PubMed: Release data voluntarily

The National Institutes of Health is trying to strike a balance with a new public access policy for the department's database.

As public access proponents and private-sector officials fight over influence in disseminating government-funded health information, the National Institutes of Health is trying to strike a balance with a new public access policy for the department's database.

Beginning May 2, PubMed Central, a free digital archive of published, full-text, NIH-funded research, will require scientists to voluntarily release manuscripts as soon as possible and within 12 months of scientific journal publication. The announcement was made Feb. 3, following months of deliberations.

The new public access policy applies to all recipients of research grants, cooperative agreements, contracts and National Research Service Award fellowships. It calls for scientists who conduct research with NIH funds to submit an electronic version of their final manuscripts, including modifications from the publishing peer review process, upon acceptance for publication. Then, authors can choose a time frame for public release.

Currently, articles on PubMed Central are available for a fee, by subscription to pricey journals or at medical libraries. Before this week's announcement, scientific publishers argued that the original plan — posting results six months after publication in a scientific journal — would cut into journal sales.

PubMed Central, launched in February 2000, is a permanent and searchable electronic repository. In the past, it was a voluntary archiving service for entire journals, with both non-NIH-funded research and taxpayer-funded research. Now, it is a voluntary service for grantees.

NIH estimates that 60,000 to 65,000 papers published in 2003 stemmed from NIH-supported research. The agency funds researchers with about $30 million annually in direct costs for publication expenses, including page fees, color charges and reprints.

The new policy for the service contradicts an earlier proposal that angered some publishers. In a draft policy for public comment issued in September, NIH officials said all researchers who receive public funding must make their results free to the public via PubMed Central no later than six months after the work is published in a professional journal. The agency received more than 6,000 public comments about the proposal.

Members of the Association of American Publishers (AAP) argued that "there was not justification in trying to establish this one-size-fits-all window for publication when all operate under a different business model," Allen Adler, AAP's vice president for legal and governmental affairs, said last month. Publishers might have had little opportunity to recoup costs because many people would forgo subscriptions, knowing the information would be available online within six months, critics of the September proposal said.

The policy announced this week shows that NIH Director Elias Zerhouni has addressed some of the publishers' concerns, particularly regarding flexibility in the submission and online posting of articles, Adler said. However, a number of their questions remain unanswered, including the impact on the business models of various for-profit and nonprofit publishers, the effect on the peer review process and the possibility of authors paying for their own articles, he said.

Free-access advocates also scorned the new policy for putting the researchers in an awkward position. Scholarly Publishing and Academic Resources Coalition Director Rick Johnson doubts the policy will lead to greater NIH grantee participation.

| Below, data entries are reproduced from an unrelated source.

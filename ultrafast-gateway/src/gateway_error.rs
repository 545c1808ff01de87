//! # Gateway Error Types Module
//!
//! This module defines the comprehensive error types for the Ultrafast Gateway,
//! providing standardized error handling and HTTP response mapping for all
//! gateway operations.
//!
//! ## Overview
//!
//! The error system provides:
//! - **Standardized Error Types**: Consistent error patterns across the gateway
//! - **HTTP Response Mapping**: Automatic conversion to appropriate HTTP status codes
//! - **Error Context**: Rich error information for debugging and monitoring
//! - **Error Propagation**: Proper error handling throughout the application
//! - **Client-Friendly Messages**: User-friendly error messages
//!
//! ## Error Categories
//!
//! The gateway defines several error categories:
//!
//! ### Client Errors
//! Errors originating from the client SDK:
//! - **Core Errors**: the routing/resilience core's closed taxonomy, wrapped
//!   via `ClientError::Core` and mapped status-by-status (see below)
//! - **Rate Limit Errors**: Request or token limit violations
//! - **Invalid Request Errors**: Malformed or invalid requests
//! - **Network Errors**: Connection and communication failures
//!
//! ### Provider Errors
//! Errors from AI/LLM providers:
//! - **API Key Errors**: Invalid provider API keys
//! - **Rate Limit Errors**: Provider-specific rate limits
//! - **Quota Errors**: Provider quota exceeded
//! - **Model Errors**: Unsupported or unavailable models
//! - **Service Errors**: Provider service unavailability
//!
//! ### Gateway Errors
//! Internal gateway errors:
//! - **Rate Limit Errors**: Gateway rate limiting
//! - **Content Filtering**: Content moderation failures
//! - **Configuration Errors**: Invalid gateway configuration
//!
//! ## HTTP Status Code Mapping
//!
//! Errors are automatically mapped to appropriate HTTP status codes:
//!
//! - **400 Bad Request**: Invalid requests and malformed data
//! - **402 Payment Required**: Budget exceeded
//! - **429 Too Many Requests**: Rate limit violations
//! - **500 Internal Server Error**: Internal gateway errors
//! - **502/503/504**: Provider and service unavailability, per the core's
//!   transient/circuit-open/timeout distinctions
//!
//! ## Usage
//!
//! ```rust
//! use ultrafast_gateway::gateway_error::GatewayError;
//!
//! let rate_limit_error = GatewayError::RateLimit {
//!     message: "Rate limit exceeded".to_string(),
//! };
//!
//! // Errors automatically convert to HTTP responses
//! let response = rate_limit_error.into_response();
//! ```
//!
//! ## Error Handling
//!
//! The error system integrates with Axum for automatic HTTP response generation:
//!
//! ```rust
//! use axum::{Json, extract::State};
//! use ultrafast_gateway::gateway_error::GatewayError;
//!
//! async fn handler() -> Result<Json<Value>, GatewayError> {
//!     // Your handler logic here
//!     if some_condition {
//!         return Err(GatewayError::InvalidRequest {
//!             message: "missing field".to_string(),
//!         });
//!     }
//!     Ok(Json(json!({"status": "success"})))
//! }
//! ```
//!
//! ## Error Context
//!
//! Each error includes context for debugging and monitoring:
//!
//! - **Error Type**: Categorized error type for filtering
//! - **Error Message**: Human-readable error description
//! - **HTTP Status**: Appropriate HTTP status code
//! - **Error Code**: Machine-readable error identifier
//! - **Timestamp**: When the error occurred
//! - **Request ID**: Associated request identifier

use axum::http::{HeaderValue, StatusCode};
use axum::response::{IntoResponse, Response};
use axum::Json;
use serde_json::json;
use thiserror::Error;
use ultrafast_models_sdk::error::{ClientError, CoreError, ProviderError};

/// Comprehensive error types for the Ultrafast Gateway.
///
/// This enum defines all possible error types that can occur in the gateway,
/// including client errors, provider errors, and internal gateway errors.
/// Each error variant includes appropriate error messages and can be
/// automatically converted to HTTP responses.
#[derive(Error, Debug)]
pub enum GatewayError {
    /// Errors originating from the client SDK
    #[error("Client error: {0}")]
    Client(#[from] ClientError),

    /// Errors from AI/LLM providers
    #[error("Provider error: {0}")]
    Provider(#[from] ProviderError),

    /// Invalid or malformed request errors
    #[error("Invalid request: {message}")]
    InvalidRequest { message: String },

    /// Rate limiting and quota violation errors
    #[error("Rate limit exceeded: {message}")]
    RateLimit { message: String },

    /// Content filtering and moderation errors
    #[error("Content filtered: {message}")]
    ContentFiltered { message: String },

    /// Internal gateway server errors
    #[error("Internal server error: {message}")]
    Internal { message: String },

    /// Service unavailability errors
    #[error("Service unavailable")]
    ServiceUnavailable,

    /// Configuration and setup errors
    #[error("Configuration error: {message}")]
    Config { message: String },

    /// JSON serialization and deserialization errors
    #[error("Serialization error: {0}")]
    Serialization(#[from] serde_json::Error),
}

/// Maps a [`CoreError`] onto an HTTP status, retryability, and a
/// caller-facing `Retry-After` hint.
///
/// Status/code are a direct transcription of the routing/resilience core's
/// closed error taxonomy: terminal validation and not-found kinds surface
/// as 4xx, everything the Coordinator considers retryable surfaces as a
/// 5xx (or 429 for rate limiting) carrying a `Retry-After` where the core
/// supplied one, and `Cancelled` uses the non-standard 499 client-closed
/// convention so it isn't mistaken for a server failure.
fn core_error_status(err: &CoreError) -> (StatusCode, &'static str, Option<std::time::Duration>) {
    match err {
        CoreError::Validation { .. } => (StatusCode::BAD_REQUEST, "validation_failed", None),
        CoreError::NotSupported { .. } => (StatusCode::NOT_FOUND, "not_supported", None),
        CoreError::BudgetExceeded { .. } => {
            (StatusCode::PAYMENT_REQUIRED, "budget_exceeded", None)
        }
        CoreError::AllProvidersUnhealthy { .. } => (
            StatusCode::SERVICE_UNAVAILABLE,
            "all_providers_unhealthy",
            None,
        ),
        CoreError::ModelNotSupported { .. } => {
            (StatusCode::SERVICE_UNAVAILABLE, "model_not_supported", None)
        }
        CoreError::BulkheadRejection { .. } => (
            StatusCode::SERVICE_UNAVAILABLE,
            "bulkhead_rejection",
            Some(std::time::Duration::from_millis(100)),
        ),
        CoreError::CircuitOpen { retry_after, .. } => {
            (StatusCode::SERVICE_UNAVAILABLE, "circuit_open", Some(*retry_after))
        }
        CoreError::RateLimited { retry_after, .. } => (
            StatusCode::TOO_MANY_REQUESTS,
            "rate_limited",
            *retry_after,
        ),
        CoreError::ProviderTransient { .. } => {
            (StatusCode::BAD_GATEWAY, "provider_transient", None)
        }
        CoreError::ProviderPermanent { .. } => {
            (StatusCode::BAD_GATEWAY, "provider_permanent", None)
        }
        CoreError::ProviderTimeout { .. } => {
            (StatusCode::GATEWAY_TIMEOUT, "provider_timeout", None)
        }
        CoreError::GatewayTimeout { .. } => {
            (StatusCode::GATEWAY_TIMEOUT, "gateway_timeout", None)
        }
        CoreError::Cancelled => (StatusCode::from_u16(499).unwrap(), "cancelled", None),
        CoreError::InvalidResponse { .. } => {
            (StatusCode::BAD_GATEWAY, "invalid_provider_response", None)
        }
        CoreError::Internal { .. } => {
            (StatusCode::INTERNAL_SERVER_ERROR, "internal_error", None)
        }
    }
}

impl IntoResponse for GatewayError {
    fn into_response(self) -> Response {
        if let GatewayError::Client(ClientError::Core(core_err)) = &self {
            let (status, error_type, retry_after) = core_error_status(core_err);
            if status.as_u16() == 499 {
                return status.into_response();
            }
            let mut response = (
                status,
                Json(json!({
                    "error": {
                        "message": core_err.to_string(),
                        "type": error_type,
                        "code": status.as_u16()
                    }
                })),
            )
                .into_response();
            if let Some(delay) = retry_after {
                if let Ok(value) = HeaderValue::from_str(&delay.as_secs().to_string()) {
                    response.headers_mut().insert("retry-after", value);
                }
            }
            return response;
        }

        let (status, error_message, error_type) = match &self {
            GatewayError::Client(e) => match e {
                ClientError::Authentication { .. } => (
                    StatusCode::UNAUTHORIZED,
                    self.to_string(),
                    "authentication_error",
                ),
                ClientError::RateLimit => (
                    StatusCode::TOO_MANY_REQUESTS,
                    self.to_string(),
                    "rate_limit_error",
                ),
                ClientError::InvalidRequest { .. } => {
                    (StatusCode::BAD_REQUEST, self.to_string(), "invalid_request")
                }
                ClientError::Core(_) => unreachable!("handled above"),
                _ => (
                    StatusCode::INTERNAL_SERVER_ERROR,
                    self.to_string(),
                    "client_error",
                ),
            },
            GatewayError::Provider(e) => match e {
                ProviderError::InvalidApiKey => (
                    StatusCode::UNAUTHORIZED,
                    self.to_string(),
                    "invalid_api_key",
                ),
                ProviderError::RateLimit => (
                    StatusCode::TOO_MANY_REQUESTS,
                    self.to_string(),
                    "provider_rate_limit",
                ),
                ProviderError::QuotaExceeded => (
                    StatusCode::TOO_MANY_REQUESTS,
                    self.to_string(),
                    "quota_exceeded",
                ),
                ProviderError::ModelNotFound { .. } => {
                    (StatusCode::NOT_FOUND, self.to_string(), "model_not_found")
                }
                ProviderError::ServiceUnavailable => (
                    StatusCode::SERVICE_UNAVAILABLE,
                    self.to_string(),
                    "service_unavailable",
                ),
                _ => (
                    StatusCode::INTERNAL_SERVER_ERROR,
                    self.to_string(),
                    "provider_error",
                ),
            },
            GatewayError::RateLimit { .. } => (
                StatusCode::TOO_MANY_REQUESTS,
                self.to_string(),
                "rate_limit_error",
            ),
            GatewayError::InvalidRequest { .. } => {
                (StatusCode::BAD_REQUEST, self.to_string(), "invalid_request")
            }
            GatewayError::ContentFiltered { .. } => (
                StatusCode::BAD_REQUEST,
                self.to_string(),
                "content_filtered",
            ),
            GatewayError::ServiceUnavailable => (
                StatusCode::SERVICE_UNAVAILABLE,
                self.to_string(),
                "service_unavailable",
            ),
            GatewayError::Config { .. } => (
                StatusCode::INTERNAL_SERVER_ERROR,
                self.to_string(),
                "configuration_error",
            ),
            _ => (
                StatusCode::INTERNAL_SERVER_ERROR,
                self.to_string(),
                "internal_error",
            ),
        };

        let body = Json(json!({
            "error": {
                "message": error_message,
                "type": error_type,
                "code": status.as_u16()
            }
        }));

        (status, body).into_response()
    }
}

"We think NIH certainly grasped the importance and rationale for taxpayer access to NIH-funded research, [but] their execution on that left something to be desired," he said. "We're ready to stand back and look at the coming results, to see if 1. Are most scientists depositing research? and 2. Is most research available soon after publication? The unfortunate thing is that scientists have been put in the middle here. We believe that NIH had the responsibility and the authority to call upon all NIH grantees to deposit their research articles."

Patrice McDermott, deputy director of the American Library Association's Office of Government Relations, expressed similar disappointment over easy access to NIH-funded research. "We think it's a move back from what NIH initially agreed to...it will delay no-fee access to this taxpayer-funded research and it will only be voluntary," she said. "They're going to ask the researcher to do it, not even say the researcher should or shall."

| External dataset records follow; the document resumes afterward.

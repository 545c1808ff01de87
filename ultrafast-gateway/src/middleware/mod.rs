//! # HTTP Middleware Module
//!
//! This module provides HTTP middleware components for the Ultrafast Gateway.
//! It includes logging, metrics collection, and CORS handling middleware.
//!
//! ## Overview
//!
//! The middleware system provides:
//! - **Logging Middleware**: Request/response logging with context
//! - **Metrics Middleware**: Performance metrics collection
//! - **CORS Middleware**: Cross-origin resource sharing
//!
//! ## Middleware Stack Order
//!
//! The middleware is applied in the following order:
//!
//! 1. **CORS Middleware**: Cross-origin request handling
//! 2. **Logging Middleware**: Request/response logging
//! 3. **Metrics Middleware**: Performance tracking
//! 4. **Timeout Middleware**: Request timeout handling
//!
//! ## Logging Middleware
//!
//! Provides comprehensive request/response logging:
//!
//! - **Request Context**: Logs request method, URI, and headers
//! - **Response Status**: Tracks response status codes
//! - **Latency Tracking**: Measures request processing time
//! - **Request ID**: Unique request identifiers for tracing
//! - **Error Logging**: Detailed error information
//!
//! ## Metrics Middleware
//!
//! Collects performance metrics for each request:
//!
//! - **Request Metrics**: Method, path, status, latency
//! - **User Tracking**: User ID and session information
//! - **Provider Metrics**: Provider selection and performance
//! - **Cost Tracking**: Token usage and cost calculation
//! - **Error Metrics**: Error rates and types
//!
//! ## CORS Middleware
//!
//! Handles cross-origin resource sharing:
//!
//! - **Origin Validation**: Validates request origins
//! - **Method Allowance**: Controls allowed HTTP methods
//! - **Header Management**: Manages allowed headers
//! - **Preflight Handling**: Handles OPTIONS requests
//! - **Cache Control**: Manages CORS response caching
//!
//! ## Usage
//!
//! ```rust
//! use ultrafast_gateway::middleware::{
//!     cors_middleware, logging_middleware, metrics_middleware,
//! };
//!
//! // Apply middleware to router
//! let app = Router::new()
//!     .layer(cors_middleware(&cors_config))
//!     .layer(axum::middleware::from_fn(logging_middleware))
//!     .layer(axum::middleware::from_fn(metrics_middleware));
//! ```
//!
//! ## Configuration
//!
//! Middleware can be configured via the gateway configuration:
//!
//! ```toml
//! [server.cors]
//! enabled = true
//! allowed_origins = ["*"]
//! allowed_methods = ["GET", "POST", "PUT", "DELETE"]
//!
//! [metrics]
//! enabled = true
//! max_requests = 1000
//! ```
//!
//! ## Performance Impact
//!
//! The middleware is designed for minimal performance impact:
//!
//! - **Efficient Logging**: Structured logging with minimal overhead
//! - **Async Operations**: Non-blocking async middleware
//! - **Selective Metrics**: Metrics collection only for relevant requests

use crate::config::CorsConfig;
use crate::server::AppState;
use axum::body::Body;
use axum::extract::State;
use axum::http;
use axum::http::Request;
use axum::middleware::Next;
use axum::response::Response;
use std::collections::HashMap;
use std::time::Instant;
use tower_http::cors::{Any, CorsLayer};

/// Logging middleware for request/response tracking.
///
/// Logs detailed information about each request including method, URI,
/// status code, latency, and request ID for tracing.
///
/// # Arguments
///
/// * `_state` - Application state (unused in this middleware)
/// * `req` - The incoming HTTP request
/// * `next` - The next middleware in the chain
///
/// # Returns
///
/// Returns the HTTP response with logging information.
///
/// # Example
///
/// ```rust
/// let app = Router::new()
///     .layer(axum::middleware::from_fn(logging_middleware));
/// ```
pub async fn logging_middleware(
    State(_state): State<AppState>,
    mut req: Request<Body>,
    next: Next,
) -> Response {
    let start = Instant::now();
    let method = req.method().clone();
    let uri = req.uri().clone();

    let context = crate::request_context::RequestContext::new();
    let request_id = context.request_id.clone();
    req.extensions_mut().insert(context);

    let response = next.run(req).await;

    let latency = start.elapsed();
    let status = response.status();

    tracing::info!(
        request_id = %request_id,
        method = %method,
        uri = %uri,
        status = %status,
        latency_ms = latency.as_millis(),
        "Request processed"
    );

    response
}

/// Metrics middleware for performance tracking.
///
/// Collects performance metrics for each request including latency,
/// status codes, and user information. Skips metrics and health check
/// endpoints to avoid self-referential noise.
///
/// # Arguments
///
/// * `_state` - Application state (unused in this middleware)
/// * `req` - The incoming HTTP request
/// * `next` - The next middleware in the chain
///
/// # Returns
///
/// Returns the HTTP response with metrics recorded.
///
/// # Example
///
/// ```rust
/// let app = Router::new()
///     .layer(axum::middleware::from_fn(metrics_middleware));
/// ```
pub async fn metrics_middleware(
    State(_state): State<AppState>,
    mut req: Request<Body>,
    next: Next,
) -> Response {
    let start = std::time::Instant::now();
    let method = req.method().clone();
    let uri = req.uri().clone();
    let request_id = uuid::Uuid::new_v4().to_string();

    // Add request ID to extensions for logging
    req.extensions_mut().insert(request_id.clone());

    let response = next.run(req).await;
    let latency = start.elapsed();
    let status = response.status();

    let should_record_metrics =
        !uri.path().starts_with("/metrics") && !uri.path().starts_with("/health");

    if should_record_metrics {
        // Record metrics using the dedicated metrics module
        let metrics = crate::metrics::RequestMetricsBuilder::new(
            method.to_string(),
            uri.path().to_string(),
            status.as_u16(),
            latency,
        )
        .user_id(request_id.clone())
        .build();

        crate::metrics::record_request(metrics).await;

        // Log request ID for debugging
        tracing::debug!(
            request_id = %request_id,
            method = %method,
            uri = %uri,
            status = %status,
            latency_ms = latency.as_millis(),
            "Metrics recorded"
        );
    }

    response
}

// Legacy function - now using dedicated metrics module
pub async fn get_metrics() -> HashMap<String, serde_json::Value> {
    let aggregated = crate::metrics::get_aggregated_metrics().await;
    let mut result = HashMap::new();

    result.insert(
        "requests_per_minute".to_string(),
        serde_json::json!(aggregated.requests_per_minute),
    );
    result.insert(
        "average_latency_ms".to_string(),
        serde_json::json!(aggregated.average_latency_ms),
    );
    result.insert(
        "error_rate".to_string(),
        serde_json::json!(aggregated.error_rate),
    );
    result.insert(
        "active_connections".to_string(),
        serde_json::json!(aggregated.active_connections),
    );

    result
}

pub fn cors_middleware(cors_config: &CorsConfig) -> CorsLayer {
    if !cors_config.enabled {
        return CorsLayer::new();
    }

    let mut cors = CorsLayer::new();

    if cors_config.allowed_origins.contains(&"*".to_string()) {
        cors = cors.allow_origin(Any);
    } else {
        for origin in &cors_config.allowed_origins {
            if let Ok(origin) = origin.parse::<http::header::HeaderValue>() {
                cors = cors.allow_origin(origin);
            }
        }
    }

    cors = cors.allow_methods(Any).allow_headers(Any);

    if let Some(max_age) = cors_config.max_age {
        cors = cors.max_age(max_age);
    }

    cors
}
//! # Error Handling and Validation Module
//!
//! This module provides comprehensive error handling, validation, and debugging
//! utilities for the Ultrafast Gateway. It includes standardized error patterns,
//! validation helpers, and context-aware error handling.
//!
//! ## Overview
//!
//! The error handling system provides:
//! - **Standardized Error Types**: Consistent error patterns across the gateway
//! - **Context-Aware Handling**: Rich error context with debugging information
//! - **Validation Utilities**: Input validation and sanitization helpers
//! - **Retry Logic**: Automatic retry with exponential backoff
//! - **Error Logging**: Structured error logging with severity levels
//! - **Result Extensions**: Convenient error conversion and handling
//!
//! ## Error Types
//!
//! The system defines several error categories:
//!
//! - **Configuration Errors**: Invalid or missing configuration
//! - **Authentication Errors**: API key and JWT validation failures
//! - **Rate Limiting Errors**: Request and token limit violations
//! - **Content Filtering Errors**: Content moderation failures
//! - **Plugin Errors**: Dynamic plugin execution failures
//! - **Cache Errors**: Cache operation failures
//! - **Internal Errors**: System-level failures
//! - **Service Unavailable**: Provider or service outages
//! - **Invalid Request**: Malformed or invalid requests
//!
//! ## Error Context
//!
//! Each error includes rich context for debugging:
//!
//! - **Module**: Which module generated the error
//! - **Operation**: What operation was being performed
//! - **Details**: Specific error details and stack traces
//! - **Timestamp**: When the error occurred
//! - **Request ID**: Associated request identifier
//! - **User ID**: Associated user identifier
//! - **Severity**: Error severity level
//!
//! ## Usage
//!
//! ```rust
//! use ultrafast_gateway::error_handling::{ErrorHandler, ErrorContext, ErrorSeverity};
//!
//! // Basic error handling
//! let result = ErrorHandler::handle_sync_operation(
//!     || -> anyhow::Result<String> { Ok("success".to_string()) },
//!     "database operation",
//!     ErrorType::Internal,
//! );
//!
//! // Context-aware error handling
//! let context = ErrorContext::new("auth", "validate_token", "JWT validation failed")
//!     .with_request_id("req-123".to_string())
//!     .with_user_id("user-456".to_string())
//!     .with_severity(ErrorSeverity::High);
//!
//! let result = ErrorHandler::handle_with_context(
//!     || -> anyhow::Result<String> { Ok("success".to_string()) },
//!     context,
//! );
//! ```
//!
//! ## Validation Utilities
//!
//! The module provides comprehensive validation helpers:
//!
//! ```rust
//! use ultrafast_gateway::error_handling::ErrorHandler;
//!
//! // String validation
//! ErrorHandler::validate_string("test", "API key", 1)?;
//!
//! // Range validation
//! ErrorHandler::validate_range(50, 0, 100, "temperature")?;
//!
//! // Option validation
//! let value = ErrorHandler::require_some(Some("value"), "required field")?;
//! ```
//!
//! ## Retry Logic
//!
//! Automatic retry with exponential backoff:
//!
//! ```rust
//! use ultrafast_gateway::error_handling::ErrorHandler;
//!
//! let result = ErrorHandler::retry_with_backoff(
//!     || async { /* operation */ },
//!     3, // max retries
//!     Duration::from_secs(1), // initial delay
//!     context,
//! ).await;
//! ```
//!
//! ## Result Extensions
//!
//! Convenient error conversion and handling:
//!
//! ```rust
//! use ultrafast_gateway::error_handling::ResultExt;
//!
//! let result: Result<String, std::io::Error> = Ok("success".to_string());
//! let gateway_result = result.with_gateway_context("file operation");
//! ```
//!
//! ## Error Severity Levels
//!
//! Errors are categorized by severity:
//!
//! - **Low**: Non-critical issues (warnings)
//! - **Medium**: Issues that may affect functionality
//! - **High**: Issues that significantly impact operation
//! - **Critical**: Issues that require immediate attention
//!
//! ## Logging Integration
//!
//! All errors are automatically logged with appropriate levels:
//!
//! - **Error**: Critical and high severity errors
//! - **Warn**: Medium severity issues
//! - **Info**: Low severity issues and rate limits
//! - **Debug**: Detailed error context

use crate::gateway_error::GatewayError;
use anyhow::Result;
use std::fmt;
use tracing::{error, info, warn};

NIH officials say the new public access policy will not harm scientific publishing. Only a portion of scientific journal articles are NIH-funded, so scientists and libraries will still need journal subscriptions to read many articles. Publishers said they would discuss the issue further, during a review process. NIH will establish a public access advisory working group, representing patient advocacy, scientific, library and publishing communities.

"In developing this policy, we made a concerted effort to balance the importance of this archive to NIH's public health mission with the need to provide flexibility for authors, their institutions and publishers in those cases where immediate release is not possible," Zerhouni said in a press release. "NIH recognizes the importance of preserving quality peer review and the viability of a diversity of publishing models. Nevertheless, we expect that only in limited cases will authors deem it necessary to select the longest delay period."